Stored data:
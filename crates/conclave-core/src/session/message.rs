//! Conversation message types.
//!
//! Messages are append-only: the orchestrator creates them, repositories
//! store them, and nothing mutates them afterwards. Total order within a
//! session is by timestamp, with insertion order breaking ties.

use chrono::{DateTime, Utc};
use serde::{Deserialize, Serialize};
use uuid::Uuid;

use crate::persona::PersonaRole;

/// What a message represents within the conversation.
#[derive(Debug, Clone, Copy, PartialEq, Eq, Serialize, Deserialize)]
#[serde(rename_all = "snake_case")]
pub enum MessageKind {
    /// The user's original problem, appended once at session start.
    ProblemStatement,
    /// A question between personas.
    Question,
    /// A plain persona response carrying no directive.
    Answer,
    /// A hand-off to another persona.
    Delegation,
    /// A question directed at the user; pauses the session.
    Clarification,
    /// The user's reply to a clarification.
    UserResponse,
    /// A result: intermediate from a specialist, final from the Coordinator.
    Solution,
    /// A persona declaring it cannot make progress.
    Stuck,
    /// A persona declining delegated work.
    Decline,
}

/// An append-only entry in a session's conversation.
#[derive(Debug, Clone, PartialEq, Serialize, Deserialize)]
pub struct Message {
    /// Unique message identifier (UUID format).
    pub id: String,
    /// The session this message belongs to.
    pub session_id: String,
    /// Who produced the message.
    pub from: PersonaRole,
    /// Who the message is directed at, when anyone in particular.
    pub to: Option<PersonaRole>,
    /// Visible content (tag directives stripped).
    pub content: String,
    /// What the message represents.
    pub kind: MessageKind,
    /// Internal reasoning extracted from `[REASONING]` blocks, plus any
    /// notes the orchestrator attached (e.g. a demoted delegation).
    pub reasoning: Option<String>,
    /// Creation timestamp.
    pub timestamp: DateTime<Utc>,
    /// The message this one responds to.
    pub parent_id: Option<String>,
    /// For delegations: the persona receiving the work.
    pub delegate_target: Option<PersonaRole>,
    /// For delegations: the context handed to the target.
    pub delegation_context: Option<String>,
    /// Set on messages that declare no progress.
    pub stuck: bool,
    /// The raw LLM response, kept for diagnostics.
    pub raw_response: Option<String>,
}

impl Message {
    /// Creates a message with a fresh id and timestamp. Optional fields
    /// start empty; use the `with_*` helpers to fill them in.
    pub fn new(
        session_id: impl Into<String>,
        from: PersonaRole,
        kind: MessageKind,
        content: impl Into<String>,
    ) -> Self {
        Self {
            id: Uuid::new_v4().to_string(),
            session_id: session_id.into(),
            from,
            to: None,
            content: content.into(),
            kind,
            reasoning: None,
            timestamp: Utc::now(),
            parent_id: None,
            delegate_target: None,
            delegation_context: None,
            stuck: false,
            raw_response: None,
        }
    }

    pub fn with_to(mut self, to: PersonaRole) -> Self {
        self.to = Some(to);
        self
    }

    pub fn with_parent(mut self, parent_id: impl Into<String>) -> Self {
        self.parent_id = Some(parent_id.into());
        self
    }

    pub fn with_reasoning(mut self, reasoning: impl Into<String>) -> Self {
        self.reasoning = Some(reasoning.into());
        self
    }

    pub fn with_delegation(mut self, target: PersonaRole, context: impl Into<String>) -> Self {
        self.delegate_target = Some(target);
        self.delegation_context = Some(context.into());
        self
    }

    pub fn with_stuck(mut self) -> Self {
        self.stuck = true;
        self
    }

    pub fn with_raw_response(mut self, raw: impl Into<String>) -> Self {
        self.raw_response = Some(raw.into());
        self
    }
}
//! In-memory repository implementations.
//!
//! These back the default runtime and the test suites. Each repository is a
//! `RwLock`-guarded map or list; per-call thread safety is all the
//! orchestrator requires, since it serializes writes per session itself.

use std::collections::HashMap;
use std::sync::Arc;

use anyhow::Result;
use async_trait::async_trait;
use chrono::Utc;
use tokio::sync::RwLock;

use conclave_core::memory::{Memory, MemoryRepository};
use conclave_core::persona::{PersonaConfigRepository, PersonaConfiguration, PersonaRole};
use conclave_core::session::{Message, MessageRepository, Session, SessionRepository};

/// Sessions keyed by id.
#[derive(Default)]
pub struct InMemorySessionRepository {
    sessions: RwLock<HashMap<String, Session>>,
}

impl InMemorySessionRepository {
    pub fn new() -> Arc<Self> {
        Arc::new(Self::default())
    }
}

#[async_trait]
impl SessionRepository for InMemorySessionRepository {
    async fn find_by_id(&self, session_id: &str) -> Result<Option<Session>> {
        let sessions = self.sessions.read().await;
        Ok(sessions.get(session_id).cloned())
    }

    async fn save(&self, session: &Session) -> Result<()> {
        let mut sessions = self.sessions.write().await;
        sessions.insert(session.id.clone(), session.clone());
        Ok(())
    }

    async fn list_all(&self) -> Result<Vec<Session>> {
        let sessions = self.sessions.read().await;
        let mut all: Vec<Session> = sessions.values().cloned().collect();
        all.sort_by(|a, b| b.updated_at.cmp(&a.updated_at));
        Ok(all)
    }
}

/// Append-only message log, one vector per session.
#[derive(Default)]
pub struct InMemoryMessageRepository {
    messages: RwLock<HashMap<String, Vec<Message>>>,
}

impl InMemoryMessageRepository {
    pub fn new() -> Arc<Self> {
        Arc::new(Self::default())
    }
}

#[async_trait]
impl MessageRepository for InMemoryMessageRepository {
    async fn append(&self, message: &Message) -> Result<()> {
        let mut messages = self.messages.write().await;
        messages
            .entry(message.session_id.clone())
            .or_default()
            .push(message.clone());
        Ok(())
    }

    async fn list_for_session(&self, session_id: &str) -> Result<Vec<Message>> {
        let messages = self.messages.read().await;
        Ok(messages.get(session_id).cloned().unwrap_or_default())
    }
}

/// Memories keyed by (session, persona, identifier), so an upsert with the
/// same key converges to one row.
#[derive(Default)]
pub struct InMemoryMemoryRepository {
    memories: RwLock<HashMap<(String, PersonaRole, String), Memory>>,
}

impl InMemoryMemoryRepository {
    pub fn new() -> Arc<Self> {
        Arc::new(Self::default())
    }

    fn sorted_for(
        rows: &HashMap<(String, PersonaRole, String), Memory>,
        session_id: &str,
        persona: PersonaRole,
    ) -> Vec<Memory> {
        let mut found: Vec<Memory> = rows
            .values()
            .filter(|m| m.session_id == session_id && m.persona == persona)
            .cloned()
            .collect();
        found.sort_by(|a, b| b.created_at.cmp(&a.created_at));
        found
    }
}

#[async_trait]
impl MemoryRepository for InMemoryMemoryRepository {
    async fn upsert(&self, memory: &Memory) -> Result<()> {
        let mut memories = self.memories.write().await;
        memories.insert(
            (
                memory.session_id.clone(),
                memory.persona,
                memory.identifier.clone(),
            ),
            memory.clone(),
        );
        Ok(())
    }

    async fn list_recent(
        &self,
        session_id: &str,
        persona: PersonaRole,
        limit: usize,
    ) -> Result<Vec<Memory>> {
        let memories = self.memories.read().await;
        let mut found = Self::sorted_for(&memories, session_id, persona);
        found.truncate(limit);
        Ok(found)
    }

    async fn find_by_identifier(
        &self,
        session_id: &str,
        persona: PersonaRole,
        identifier: &str,
    ) -> Result<Option<Memory>> {
        let memories = self.memories.read().await;
        Ok(memories
            .get(&(session_id.to_string(), persona, identifier.to_string()))
            .cloned())
    }

    async fn search(
        &self,
        session_id: &str,
        persona: PersonaRole,
        query: &str,
        limit: usize,
    ) -> Result<Vec<Memory>> {
        let needle = query.to_lowercase();
        let memories = self.memories.read().await;
        let mut found: Vec<Memory> = Self::sorted_for(&memories, session_id, persona)
            .into_iter()
            .filter(|m| {
                m.identifier.to_lowercase().contains(&needle)
                    || m.content.to_lowercase().contains(&needle)
            })
            .collect();
        found.truncate(limit);
        Ok(found)
    }

    async fn record_access(&self, memory_ids: &[String]) -> Result<()> {
        let mut memories = self.memories.write().await;
        let now = Utc::now();
        for memory in memories.values_mut() {
            if memory_ids.contains(&memory.id) {
                memory.access_count += 1;
                memory.last_accessed_at = Some(now);
            }
        }
        Ok(())
    }
}

/// Persona configurations keyed by role.
#[derive(Default)]
pub struct InMemoryPersonaConfigRepository {
    configurations: RwLock<HashMap<PersonaRole, PersonaConfiguration>>,
}

impl InMemoryPersonaConfigRepository {
    pub fn new() -> Arc<Self> {
        Arc::new(Self::default())
    }
}

#[async_trait]
impl PersonaConfigRepository for InMemoryPersonaConfigRepository {
    async fn get_all(&self) -> Result<Vec<PersonaConfiguration>> {
        let configurations = self.configurations.read().await;
        let mut all: Vec<PersonaConfiguration> = configurations.values().cloned().collect();
        all.sort_by_key(|c| c.sort_order);
        Ok(all)
    }

    async fn find_by_role(&self, role: PersonaRole) -> Result<Option<PersonaConfiguration>> {
        let configurations = self.configurations.read().await;
        Ok(configurations.get(&role).cloned())
    }

    async fn save_all(&self, new: &[PersonaConfiguration]) -> Result<()> {
        let mut configurations = self.configurations.write().await;
        configurations.clear();
        for configuration in new {
            configurations.insert(configuration.role, configuration.clone());
        }
        Ok(())
    }
}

YOUR ASSIGNMENT:
Set every line down again exactly. Begin with the first line of the entries and finish with the line containing "a demoted delegation).".

REPLY TO THE EXERCISE:
filename crates/conclave-core/src/session/message.rs
//! Conversation message types.
//!
//! Messages are append-only: the orchestrator creates them, repositories
//! store them, and nothing mutates them afterwards. Total order within a
//! session is by timestamp, with insertion order breaking ties.

use chrono::{DateTime, Utc};
use serde::{Deserialize, Serialize};
use uuid::Uuid;

use crate::persona::PersonaRole;

/// What a message represents within the conversation.
#[derive(Debug, Clone, Copy, PartialEq, Eq, Serialize, Deserialize)]
#[serde(rename_all = "snake_case")]
pub enum MessageKind {
    /// The user's original problem, appended once at session start.
    ProblemStatement,
    /// A question between personas.
    Question,
    /// A plain persona response carrying no directive.
    Answer,
    /// A hand-off to another persona.
    Delegation,
    /// A question directed at the user; pauses the session.
    Clarification,
    /// The user's reply to a clarification.
    UserResponse,
    /// A result: intermediate from a specialist, final from the Coordinator.
    Solution,
    /// A persona declaring it cannot make progress.
    Stuck,
    /// A persona declining delegated work.
    Decline,
}

/// An append-only entry in a session's conversation.
#[derive(Debug, Clone, PartialEq, Serialize, Deserialize)]
pub struct Message {
    /// Unique message identifier (UUID format).
    pub id: String,
    /// The session this message belongs to.
    pub session_id: String,
    /// Who produced the message.
    pub from: PersonaRole,
    /// Who the message is directed at, when anyone in particular.
    pub to: Option<PersonaRole>,
    /// Visible content (tag directives stripped).
    pub content: String,
    /// What the message represents.
    pub kind: MessageKind,
    /// Internal reasoning extracted from `[REASONING]` blocks, plus any
    /// notes the orchestrator attached (e.g. a demoted delegation).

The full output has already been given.